[Saved entries]
● ● ● ● ●

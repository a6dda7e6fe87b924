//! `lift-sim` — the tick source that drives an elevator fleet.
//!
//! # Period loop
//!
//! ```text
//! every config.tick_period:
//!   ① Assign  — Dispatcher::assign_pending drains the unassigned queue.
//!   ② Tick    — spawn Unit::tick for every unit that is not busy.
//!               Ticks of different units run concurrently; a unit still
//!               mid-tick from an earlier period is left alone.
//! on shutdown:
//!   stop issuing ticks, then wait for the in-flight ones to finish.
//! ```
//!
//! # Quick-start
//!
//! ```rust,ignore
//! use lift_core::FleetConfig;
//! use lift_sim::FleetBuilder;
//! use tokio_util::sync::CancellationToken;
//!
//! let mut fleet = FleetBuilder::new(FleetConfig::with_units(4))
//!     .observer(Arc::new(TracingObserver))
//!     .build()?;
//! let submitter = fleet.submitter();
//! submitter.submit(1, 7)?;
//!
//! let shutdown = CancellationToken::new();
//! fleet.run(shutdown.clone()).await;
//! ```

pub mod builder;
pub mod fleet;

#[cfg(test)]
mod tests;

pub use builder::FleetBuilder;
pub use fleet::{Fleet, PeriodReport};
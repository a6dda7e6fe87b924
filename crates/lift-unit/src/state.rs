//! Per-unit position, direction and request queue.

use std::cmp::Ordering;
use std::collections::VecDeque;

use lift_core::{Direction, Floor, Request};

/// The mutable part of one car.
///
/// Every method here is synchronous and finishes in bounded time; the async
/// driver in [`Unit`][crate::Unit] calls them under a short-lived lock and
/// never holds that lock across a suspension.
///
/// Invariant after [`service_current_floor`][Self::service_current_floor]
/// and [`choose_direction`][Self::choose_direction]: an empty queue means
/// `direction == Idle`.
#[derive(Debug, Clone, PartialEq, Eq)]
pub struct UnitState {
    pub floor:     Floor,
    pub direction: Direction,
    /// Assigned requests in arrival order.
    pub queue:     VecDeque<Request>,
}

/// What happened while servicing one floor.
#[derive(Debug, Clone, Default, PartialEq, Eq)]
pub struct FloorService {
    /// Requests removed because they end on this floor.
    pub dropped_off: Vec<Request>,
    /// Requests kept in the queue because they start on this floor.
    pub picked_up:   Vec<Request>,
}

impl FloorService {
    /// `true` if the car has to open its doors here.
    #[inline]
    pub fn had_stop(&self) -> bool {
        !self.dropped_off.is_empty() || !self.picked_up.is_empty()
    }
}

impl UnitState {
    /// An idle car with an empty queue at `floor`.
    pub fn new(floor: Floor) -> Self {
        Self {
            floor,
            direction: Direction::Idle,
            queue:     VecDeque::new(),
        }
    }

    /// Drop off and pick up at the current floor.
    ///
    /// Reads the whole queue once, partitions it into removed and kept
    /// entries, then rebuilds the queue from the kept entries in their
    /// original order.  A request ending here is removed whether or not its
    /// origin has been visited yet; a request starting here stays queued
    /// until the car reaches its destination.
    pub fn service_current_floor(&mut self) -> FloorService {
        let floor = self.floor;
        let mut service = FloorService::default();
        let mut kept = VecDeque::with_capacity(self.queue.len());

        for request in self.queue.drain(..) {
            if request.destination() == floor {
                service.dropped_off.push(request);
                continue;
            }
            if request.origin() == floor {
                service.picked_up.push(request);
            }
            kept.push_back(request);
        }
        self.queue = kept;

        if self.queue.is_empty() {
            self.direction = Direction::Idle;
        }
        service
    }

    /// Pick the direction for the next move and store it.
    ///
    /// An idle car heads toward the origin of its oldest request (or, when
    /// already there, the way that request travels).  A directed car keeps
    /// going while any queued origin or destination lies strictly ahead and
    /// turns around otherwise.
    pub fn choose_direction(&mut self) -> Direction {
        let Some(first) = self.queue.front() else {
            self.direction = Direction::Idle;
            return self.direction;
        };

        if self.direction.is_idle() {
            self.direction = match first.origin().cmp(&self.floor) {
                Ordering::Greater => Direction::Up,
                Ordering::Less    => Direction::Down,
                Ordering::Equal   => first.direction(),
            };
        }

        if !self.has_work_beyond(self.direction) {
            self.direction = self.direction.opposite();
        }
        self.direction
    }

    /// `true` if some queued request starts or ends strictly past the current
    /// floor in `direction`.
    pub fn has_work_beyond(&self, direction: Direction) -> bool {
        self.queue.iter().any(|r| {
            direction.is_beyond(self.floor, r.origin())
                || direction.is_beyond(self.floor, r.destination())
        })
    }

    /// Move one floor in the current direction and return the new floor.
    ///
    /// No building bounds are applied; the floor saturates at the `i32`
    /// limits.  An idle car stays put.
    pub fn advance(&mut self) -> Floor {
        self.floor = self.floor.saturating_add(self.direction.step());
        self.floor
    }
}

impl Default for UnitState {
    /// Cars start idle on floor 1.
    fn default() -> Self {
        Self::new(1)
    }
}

● ● ● ● ●

WORK REQUIRED:
Reproduce the records above exactly.

RESPONSE:
repository a6dda7e6fe87b924
//! `lift-sim` — the tick source that drives an elevator fleet.
//!
//! # Period loop
//!
//! ```text
//! every config.tick_period:
//!   ① Assign  — Dispatcher::assign_pending drains the unassigned queue.
//!   ② Tick    — spawn Unit::tick for every unit that is not busy.
//!               Ticks of different units run concurrently; a unit still
//!               mid-tick from an earlier period is left alone.
//! on shutdown:
//!   stop issuing ticks, then wait for the in-flight ones to finish.
//! ```
//!
//! # Quick-start
//!
//! ```rust,ignore
//! use lift_core::FleetConfig;
//! use lift_sim::FleetBuilder;
//! use tokio_util::sync::CancellationToken;
//!
//! let mut fleet = FleetBuilder::new(FleetConfig::with_units(4))
//!     .observer(Arc::new(TracingObserver))
//!     .build()?;
//! let submitter = fleet.submitter();
//! submitter.submit(1, 7)?;
//!
//! let shutdown = CancellationToken::new();
//! fleet.run(shutdown.clone()).await;
//! ```

pub mod builder;
pub mod fleet;

#[cfg(test)]
mod tests;

pub use builder::FleetBuilder;
pub use fleet::{Fleet, PeriodReport};
repository a6dda7e6fe87b924
filename crates/lift-unit/src/state.rs
//! Per-unit position, direction and request queue.

use std::cmp::Ordering;
use std::collections::VecDeque;

use lift_core::{Direction, Floor, Request};

/// The mutable part of one car.
///
/// Every method here is synchronous and finishes in bounded time; the async
/// driver in [`Unit`][crate::Unit] calls them under a short-lived lock and
/// never holds that lock across a suspension.
///
/// Invariant after [`service_current_floor`][Self::service_current_floor]
/// and [`choose_direction`][Self::choose_direction]: an empty queue means
/// `direction == Idle`.
#[derive(Debug, Clone, PartialEq, Eq)]
pub struct UnitState {
    pub floor:     Floor,
    pub direction: Direction,
    /// Assigned requests in arrival order.
    pub queue:     VecDeque<Request>,
}

/// What happened while servicing one floor.
#[derive(Debug, Clone, Default, PartialEq, Eq)]
pub struct FloorService {
    /// Requests removed because they end on this floor.
    pub dropped_off: Vec<Request>,
    /// Requests kept in the queue because they start on this floor.
    pub picked_up:   Vec<Request>,
}

impl FloorService {
    /// `true` if the car has to open its doors here.
    #[inline]
    pub fn had_stop(&self) -> bool {
        !self.dropped_off.is_empty() || !self.picked_up.is_empty()
    }
}

impl UnitState {
    /// An idle car with an empty queue at `floor`.
    pub fn new(floor: Floor) -> Self {
        Self {
            floor,
            direction: Direction::Idle,
            queue:     VecDeque::new(),
        }
    }

    /// Drop off and pick up at the current floor.
    ///
    /// Reads the whole queue once, partitions it into removed and kept
    /// entries, then rebuilds the queue from the kept entries in their
    /// original order.  A request ending here is removed whether or not its
    /// origin has been visited yet; a request starting here stays queued
    /// until the car reaches its destination.
    pub fn service_current_floor(&mut self) -> FloorService {
        let floor = self.floor;
        let mut service = FloorService::default();
        let mut kept = VecDeque::with_capacity(self.queue.len());

        for request in self.queue.drain(..) {
            if request.destination() == floor {
                service.dropped_off.push(request);
                continue;
            }
            if request.origin() == floor {
                service.picked_up.push(request);
            }
            kept.push_back(request);
        }
        self.queue = kept;

        if self.queue.is_empty() {
            self.direction = Direction::Idle;
        }
        service
    }

    /// Pick the direction for the next move and store it.
    ///
    /// An idle car heads toward the origin of its oldest request (or, when
    /// already there, the way that request travels).  A directed car keeps
    /// going while any queued origin or destination lies strictly ahead and
    /// turns around otherwise.
    pub fn choose_direction(&mut self) -> Direction {
        let Some(first) = self.queue.front() else {
            self.direction = Direction::Idle;
            return self.direction;
        };

        if self.direction.is_idle() {
            self.direction = match first.origin().cmp(&self.floor) {
                Ordering::Greater => Direction::Up,
                Ordering::Less    => Direction::Down,
                Ordering::Equal   => first.direction(),
            };
        }

        if !self.has_work_beyond(self.direction) {
            self.direction = self.direction.opposite();
        }
        self.direction
    }

    /// `true` if some queued request starts or ends strictly past the current
    /// floor in `direction`.
    pub fn has_work_beyond(&self, direction: Direction) -> bool {
        self.queue.iter().any(|r| {
            direction.is_beyond(self.floor, r.origin())
                || direction.is_beyond(self.floor, r.destination())
        })
    }

    /// Move one floor in the current direction and return the new floor.
    ///
    /// No building bounds are applied; the floor saturates at the `i32`
    /// limits.  An idle car stays put.
    pub fn advance(&mut self) -> Floor {
        self.floor = self.floor.saturating_add(self.direction.step());
        self.floor
    }
}

impl Default for UnitState {
    /// Cars start idle on floor 1.
    fn default() -> Self {
        Self::new(1)
    }
}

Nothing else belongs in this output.